Shaking off the dream, she ran quickly up the winding stairs, and turned into the pleasant, sunny room which she had selected as the best for her mother's bedchamber. It was more modern-looking than the rest of the house, in spite of its quaint Chinese-patterned chintz hangings and furniture; this was partly owing to a large bow-window which almost filled one side, and through which the evening light streamed in cheerfully. Hildegarde had already unpacked a trunk of "alicumtweezles" (a word not generally known, and meaning small but cherished possessions), and the room was a pleasant litter of down pillows, cologne-bottles, work-implements, photograph cases and odd books. Now she inspected the chairs with a keen and critical eye, pounced upon one, sat down in it, shook her head and tried another. Finding this to her mind, she drew it into the bow-window, half-filled it with a choice assortment of small pillows, and placed a little table beside it, on which she set a fan, a bottle of cologne, a particularly inviting little volume of Wordsworth (Hildegarde had not grown up to Wordsworth yet, but her mother had), a silver bonbonnière full of Marquis chocolate-drops, and a delicate white knitting-basket which was having a little sunset of its own with rose-coloured "Saxony." "There!" said Hildegarde, surveying this composition with unfeigned satisfaction. "If that isn't attractive, I don't know what is. She won't eat the chocolates, of course, bless her! but they give it an air, and I can eat them for her. And now I must put away towels and pillow-cases, which is not so interesting."

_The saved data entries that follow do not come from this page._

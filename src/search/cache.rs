//! Search result cache with TTL expiry and LRU eviction
use crate::clock::Clock;
use crate::error::CacheError;
use crate::search::SearchResult;
use chrono::{DateTime, Utc};
use log::{debug, warn};
use lru::LruCache;
use serde::Serialize;
use std::fmt;
use std::num::NonZeroUsize;
use std::sync::atomic::{AtomicU64, Ordering};
use std::sync::{Arc, Mutex, MutexGuard, PoisonError};
use std::time::Duration;

/// Cache key for search results.
///
/// Built from the canonical (sorted) query, sort and pagination, so two
/// requests that differ only in condition order share a key. The free-form
/// parts are length-prefixed, so no choice of query or sort field can
/// spell out another request's key.
#[derive(Debug, Clone, PartialEq, Eq, Hash, PartialOrd, Ord)]
pub struct CacheKey(String);

impl CacheKey {
    pub fn new(canonical_query: &str, sort_field: &str, sort_order: &str, limit: usize, offset: usize) -> Self {
        CacheKey(format!(
            "{}:{canonical_query}|{}:{sort_field}|{sort_order}|limit={limit}|offset={offset}",
            canonical_query.len(),
            sort_field.len(),
        ))
    }

    pub fn as_str(&self) -> &str {
        &self.0
    }
}

impl fmt::Display for CacheKey {
    fn fmt(&self, f: &mut fmt::Formatter<'_>) -> fmt::Result {
        f.write_str(&self.0)
    }
}

impl From<&str> for CacheKey {
    fn from(key: &str) -> Self {
        CacheKey(key.to_string())
    }
}

#[derive(Debug, Clone)]
pub struct CacheEntry {
    pub value: SearchResult,
    pub created_at: DateTime<Utc>,
    pub ttl: Duration,
    pub last_accessed_at: DateTime<Utc>,
}

impl CacheEntry {
    fn new(value: SearchResult, ttl: Duration, now: DateTime<Utc>) -> Self {
        Self {
            value,
            created_at: now,
            ttl,
            last_accessed_at: now,
        }
    }

    /// Expired once `ttl` has fully elapsed since creation.
    pub fn is_expired(&self, now: DateTime<Utc>) -> bool {
        match (now - self.created_at).to_std() {
            Ok(age) => age >= self.ttl,
            // Clock went backwards; entry is younger than zero.
            Err(_) => false,
        }
    }
}

/// Bounded result cache.
///
/// Expiry is checked lazily on lookup and wins over recency: an expired
/// entry is dropped and counted as a miss even if it was just touched.
pub struct ResultCache {
    entries: Mutex<LruCache<CacheKey, CacheEntry>>,
    clock: Arc<dyn Clock>,
    max_entries: NonZeroUsize,
    default_ttl: Duration,
    hits: AtomicU64,
    misses: AtomicU64,
}

impl ResultCache {
    pub fn new(max_entries: NonZeroUsize, default_ttl: Duration, clock: Arc<dyn Clock>) -> Self {
        Self {
            entries: Mutex::new(LruCache::new(max_entries)),
            clock,
            max_entries,
            default_ttl,
            hits: AtomicU64::new(0),
            misses: AtomicU64::new(0),
        }
    }

    pub fn default_ttl(&self) -> Duration {
        self.default_ttl
    }

    /// Get a cached result, refreshing its recency.
    pub fn get(&self, key: &CacheKey) -> Option<SearchResult> {
        let found = match self.lookup(key) {
            Ok(found) => found,
            Err(e) => {
                warn!("{e}; treating lookup of {key} as a miss");
                None
            }
        };

        if found.is_some() {
            self.hits.fetch_add(1, Ordering::Relaxed);
        } else {
            self.misses.fetch_add(1, Ordering::Relaxed);
        }
        found
    }

    fn lookup(&self, key: &CacheKey) -> Result<Option<SearchResult>, CacheError> {
        let now = self.clock.now();
        let mut entries = self.lock("get")?;

        let expired = match entries.peek(key) {
            Some(entry) => entry.is_expired(now),
            None => return Ok(None),
        };
        if expired {
            entries.pop(key);
            debug!("Cache entry expired: {key}");
            return Ok(None);
        }

        Ok(entries.get_mut(key).map(|entry| {
            entry.last_accessed_at = now;
            entry.value.clone()
        }))
    }

    /// Insert or overwrite a result. At capacity the least recently
    /// accessed entry is evicted first.
    pub fn set(&self, key: CacheKey, value: SearchResult, ttl: Duration) {
        let now = self.clock.now();
        let mut entries = match self.lock("set") {
            Ok(entries) => entries,
            Err(e) => {
                warn!("{e}; result for {key} not cached");
                return;
            }
        };

        let entry = CacheEntry::new(value, ttl, now);
        if let Some((evicted, _)) = entries.push(key.clone(), entry) {
            if evicted != key {
                debug!("Cache full, evicted least recently used entry: {evicted}");
            }
        }
    }

    /// Remove every expired entry, returning how many were dropped.
    pub fn purge_expired(&self) -> usize {
        let now = self.clock.now();
        let mut entries = match self.lock("purge") {
            Ok(entries) => entries,
            Err(e) => {
                warn!("{e}; purge skipped");
                return 0;
            }
        };

        let expired: Vec<CacheKey> = entries
            .iter()
            .filter(|(_, entry)| entry.is_expired(now))
            .map(|(key, _)| key.clone())
            .collect();
        for key in &expired {
            entries.pop(key);
        }
        expired.len()
    }

    /// Drop all entries. Hit and miss counters are kept.
    pub fn clear(&self) {
        self.entries
            .lock()
            .unwrap_or_else(PoisonError::into_inner)
            .clear();
        self.entries.clear_poison();
    }

    pub fn len(&self) -> usize {
        self.lock("len").map(|entries| entries.len()).unwrap_or(0)
    }

    pub fn is_empty(&self) -> bool {
        self.len() == 0
    }

    pub fn stats(&self) -> CacheStats {
        let now = self.clock.now();
        let entries = self
            .lock("stats")
            .map(|entries| entries.iter().filter(|(_, e)| !e.is_expired(now)).count())
            .unwrap_or(0);
        let hits = self.hits.load(Ordering::Relaxed);
        let misses = self.misses.load(Ordering::Relaxed);

        CacheStats {
            entries,
            max_entries: self.max_entries.get(),
            ttl_seconds: self.default_ttl.as_secs(),
            hits,
            misses,
            hit_rate: hit_rate(hits, misses),
        }
    }

    fn lock(&self, op: &'static str) -> Result<MutexGuard<'_, LruCache<CacheKey, CacheEntry>>, CacheError> {
        self.entries
            .lock()
            .map_err(|_| CacheError::LockPoisoned(op))
    }
}

fn hit_rate(hits: u64, misses: u64) -> f64 {
    let total = hits + misses;
    if total == 0 {
        0.0
    } else {
        hits as f64 / total as f64
    }
}

/// Cache statistics
#[derive(Debug, Clone, PartialEq, Serialize)]
pub struct CacheStats {
    pub entries: usize,
    pub max_entries: usize,
    pub ttl_seconds: u64,
    pub hits: u64,
    pub misses: u64,
    pub hit_rate: f64,
}

#[cfg(test)]
mod tests {
    use super::*;
    use crate::clock::ManualClock;
    use chrono::TimeZone;
    use std::thread;

    fn clock() -> Arc<ManualClock> {
        Arc::new(ManualClock::new(
            Utc.with_ymd_and_hms(2025, 6, 13, 12, 0, 0).unwrap(),
        ))
    }

    fn result(query: &str) -> SearchResult {
        SearchResult {
            query_used: query.to_string(),
            ..SearchResult::default()
        }
    }

    fn cache(max: usize, clock: Arc<ManualClock>) -> ResultCache {
        ResultCache::new(NonZeroUsize::new(max).unwrap(), Duration::from_secs(60), clock)
    }

    #[test]
    fn test_cache_set_get() {
        let cache = cache(10, clock());
        cache.set("k".into(), result("q"), Duration::from_secs(60));

        let hit = cache.get(&"k".into()).unwrap();
        assert_eq!(hit.query_used, "q");
        assert!(cache.get(&"missing".into()).is_none());
    }

    #[test]
    fn test_ttl_boundary() {
        let clock = clock();
        let cache = cache(10, clock.clone());
        cache.set("k".into(), result("q"), Duration::from_secs(5));

        clock.advance(chrono::Duration::milliseconds(4999));
        assert!(cache.get(&"k".into()).is_some());

        clock.advance(chrono::Duration::milliseconds(1));
        assert!(cache.get(&"k".into()).is_none());
        // Removed, not just hidden.
        assert_eq!(cache.len(), 0);
    }

    #[test]
    fn test_lru_eviction_respects_access() {
        let clock = clock();
        let cache = cache(2, clock.clone());
        cache.set("a".into(), result("a"), Duration::from_secs(60));
        clock.advance(chrono::Duration::seconds(1));
        cache.set("b".into(), result("b"), Duration::from_secs(60));
        clock.advance(chrono::Duration::seconds(1));

        assert!(cache.get(&"a".into()).is_some());
        cache.set("c".into(), result("c"), Duration::from_secs(60));

        assert!(cache.get(&"b".into()).is_none());
        assert!(cache.get(&"a".into()).is_some());
        assert!(cache.get(&"c".into()).is_some());
    }

    #[test]
    fn test_overwrite_refreshes_ttl() {
        let clock = clock();
        let cache = cache(2, clock.clone());
        cache.set("k".into(), result("old"), Duration::from_secs(10));
        clock.advance(chrono::Duration::seconds(8));
        cache.set("k".into(), result("new"), Duration::from_secs(10));
        clock.advance(chrono::Duration::seconds(8));

        assert_eq!(cache.get(&"k".into()).unwrap().query_used, "new");
        assert_eq!(cache.len(), 1);
    }

    #[test]
    fn test_hit_rate() {
        let cache = cache(10, clock());
        assert_eq!(cache.stats().hit_rate, 0.0);

        cache.set("k".into(), result("q"), Duration::from_secs(60));
        for _ in 0..3 {
            cache.get(&"k".into());
        }
        cache.get(&"other".into());

        let stats = cache.stats();
        assert_eq!(stats.hits, 3);
        assert_eq!(stats.misses, 1);
        assert_eq!(stats.hit_rate, 0.75);
        assert_eq!(stats.max_entries, 10);
        assert_eq!(stats.ttl_seconds, 60);
    }

    #[test]
    fn test_purge_and_clear() {
        let clock = clock();
        let cache = cache(10, clock.clone());
        cache.set("short".into(), result("s"), Duration::from_secs(1));
        cache.set("long".into(), result("l"), Duration::from_secs(100));
        clock.advance(chrono::Duration::seconds(2));

        assert_eq!(cache.stats().entries, 1);
        assert_eq!(cache.purge_expired(), 1);
        assert_eq!(cache.len(), 1);

        cache.clear();
        assert!(cache.is_empty());
    }

    #[test]
    fn test_thread_safety() {
        let cache = Arc::new(cache(50, clock()));
        let mut handles = vec![];

        for i in 0..8 {
            let cache_clone = cache.clone();
            handles.push(thread::spawn(move || {
                for j in 0..100 {
                    let key = CacheKey::from(format!("key_{}_{}", i, j % 20).as_str());
                    cache_clone.set(key.clone(), result("q"), Duration::from_secs(60));
                    cache_clone.get(&key);
                }
            }));
        }

        for handle in handles {
            handle.join().unwrap();
        }

        let stats = cache.stats();
        assert!(stats.entries <= 50);
        assert_eq!(stats.hits + stats.misses, 800);
    }

    #[test]
    fn test_key_is_deterministic() {
        let a = CacheKey::new("project: TEST", "updated", "desc", 50, 0);
        let b = CacheKey::new("project: TEST", "updated", "desc", 50, 0);
        let c = CacheKey::new("project: TEST", "updated", "desc", 50, 50);
        assert_eq!(a, b);
        assert_ne!(a, c);
    }

    #[test]
    fn test_key_parts_cannot_bleed_together() {
        let a = CacheKey::new("project: P|sort=x", "y", "desc", 50, 0);
        let b = CacheKey::new("project: P", "x|sort=y", "desc", 50, 0);
        assert_ne!(a, b);

        let a = CacheKey::new("q|1:", "a", "asc", 1, 0);
        let b = CacheKey::new("q", "1:|1:a", "asc", 1, 0);
        assert_ne!(a, b);
    }
}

At this moment, however, the sound of wheels was heard on the gravel, and tossing the linen on the bed, Hildegarde ran down to welcome her mother.

Mrs. Grahame was very tired, and was glad to come directly up to the pleasant room, and sink down in the comfortable chair which was holding out its stout chintz arms to receive her.

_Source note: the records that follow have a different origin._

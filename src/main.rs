use anyhow::{Context, Result};
use chrono::NaiveDate;
use clap::Parser;
use env_logger::{Builder, Env, Target};
use log::{debug, info};
use std::fs;
use std::io::IsTerminal;
use std::path::Path;
use std::sync::Arc;
use ytsearch::cli::{Cli, Commands};
use ytsearch::output::{self, OutputFormatterTrait};
use ytsearch::query::{build_query, resolve_date};
use ytsearch::{Config, FixtureExecutor, SearchOrchestrator, SearchRequest, SystemClock};

#[tokio::main]
async fn main() -> Result<()> {
    let cli = Cli::parse();
    setup_logging(&cli)?;
    debug!("Running command: {:?}", cli.command);

    let config = Config::load(cli.config.as_deref()).context("failed to load configuration")?;
    let use_color = std::io::stdout().is_terminal();
    let formatter = output::formatter(cli.format, use_color);

    match cli.command {
        Commands::Query { conditions } => {
            let query = build_query(&conditions)?;
            print!("{}", formatter.values("query", &[query]));
        }
        Commands::ResolveDate { token, today } => {
            let now = match today {
                Some(day) => midnight(day)?,
                None => chrono::Utc::now(),
            };
            let date = resolve_date(&token, now)?;
            print!(
                "{}",
                formatter.values("date", &[date.format("%Y-%m-%d").to_string()])
            );
        }
        Commands::Search {
            fixture,
            project,
            assignee,
            state,
            priority,
            text,
            conditions,
            created_since,
            unresolved,
            limit,
            offset,
            sort,
            order,
            repeat,
            metrics,
        } => {
            let engine = fixture_engine(&config, &fixture)?;

            let mut request = SearchRequest::new().include_resolved(!unresolved);
            request.project = project;
            request.assignee = assignee;
            request.state = state;
            request.priority = priority;
            request.text = text;
            request.conditions = conditions;
            request.limit = limit;
            request.offset = offset;
            request.sort_field = sort;
            request.sort_order = order;
            if let Some(since) = created_since {
                request = request.with_date_range("created", Some(&since), None);
            }

            run_searches(&engine, &request, repeat.max(1), formatter.as_ref()).await?;

            print!(
                "{}",
                formatter.analytics(&engine.analytics(), &engine.cache_stats())
            );
            if metrics {
                print!("{}", engine.metrics().gather());
            }
        }
        Commands::Suggest { prefix, limit } => {
            let engine = SearchOrchestrator::new(
                config.engine.clone(),
                Arc::new(FixtureExecutor::new(Vec::new())),
                Arc::new(SystemClock),
            )?;
            print!(
                "{}",
                formatter.values("suggestions", &engine.suggestions(&prefix, limit))
            );
        }
    }
    Ok(())
}

async fn run_searches(
    engine: &SearchOrchestrator,
    request: &SearchRequest,
    repeat: usize,
    formatter: &dyn OutputFormatterTrait,
) -> Result<()> {
    for run in 1..=repeat {
        let result = engine
            .search(request)
            .await
            .with_context(|| format!("search run {run} of {repeat} failed"))?;
        print!("{}", formatter.search_result(&result));
    }
    Ok(())
}

fn fixture_engine(config: &Config, path: &Path) -> Result<SearchOrchestrator> {
    let json = fs::read_to_string(path)
        .with_context(|| format!("failed to read fixture {}", path.display()))?;
    let executor = FixtureExecutor::from_json(&json)
        .with_context(|| format!("fixture {} is not a JSON array of issues", path.display()))?;
    info!("Loaded {} issues from {}", executor.len(), path.display());

    let engine = SearchOrchestrator::new(
        config.engine.clone(),
        Arc::new(executor),
        Arc::new(SystemClock),
    )?;
    Ok(engine)
}

fn midnight(day: NaiveDate) -> Result<chrono::DateTime<chrono::Utc>> {
    let start = day
        .and_hms_opt(0, 0, 0)
        .with_context(|| format!("no midnight on {day}"))?;
    Ok(start.and_utc())
}

fn setup_logging(cli: &Cli) -> Result<()> {
    let default_level = if cli.verbose { "debug" } else { "info" };
    let mut builder = Builder::from_env(Env::default().default_filter_or(default_level));

    builder.format(|buf, record| {
        use std::io::Write;
        writeln!(
            buf,
            "{} [{}] [{}] {}",
            chrono::Local::now().format("%Y-%m-%d %H:%M:%S"),
            record.level(),
            record.module_path().unwrap_or("unknown"),
            record.args()
        )
    });

    if let Some(log_path) = &cli.log {
        if let Some(parent_dir) = log_path.parent() {
            if !parent_dir.as_os_str().is_empty() && !parent_dir.exists() {
                fs::create_dir_all(parent_dir)
                    .with_context(|| format!("failed to create {}", parent_dir.display()))?;
            }
        }
        let log_file = fs::File::create(log_path)
            .with_context(|| format!("failed to create log file {}", log_path.display()))?;
        builder.target(Target::Pipe(Box::new(log_file)));
    } else {
        builder.target(Target::Stderr);
    }

    builder.try_init().context("failed to initialise logging")?;
    Ok(())
}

"What a perfect chair!" she said, taking off her bonnet and looking about her. "What a very pleasant room! I know you have given me the best one, you dear child!"

"I hope so!" said Hildegarde. "I meant to, certainly – Oh, no!" she started forward and took the bonnet which Mrs. Grahame was about to lay on the table; "this table is to take things from, dear. I must give you another to put things on."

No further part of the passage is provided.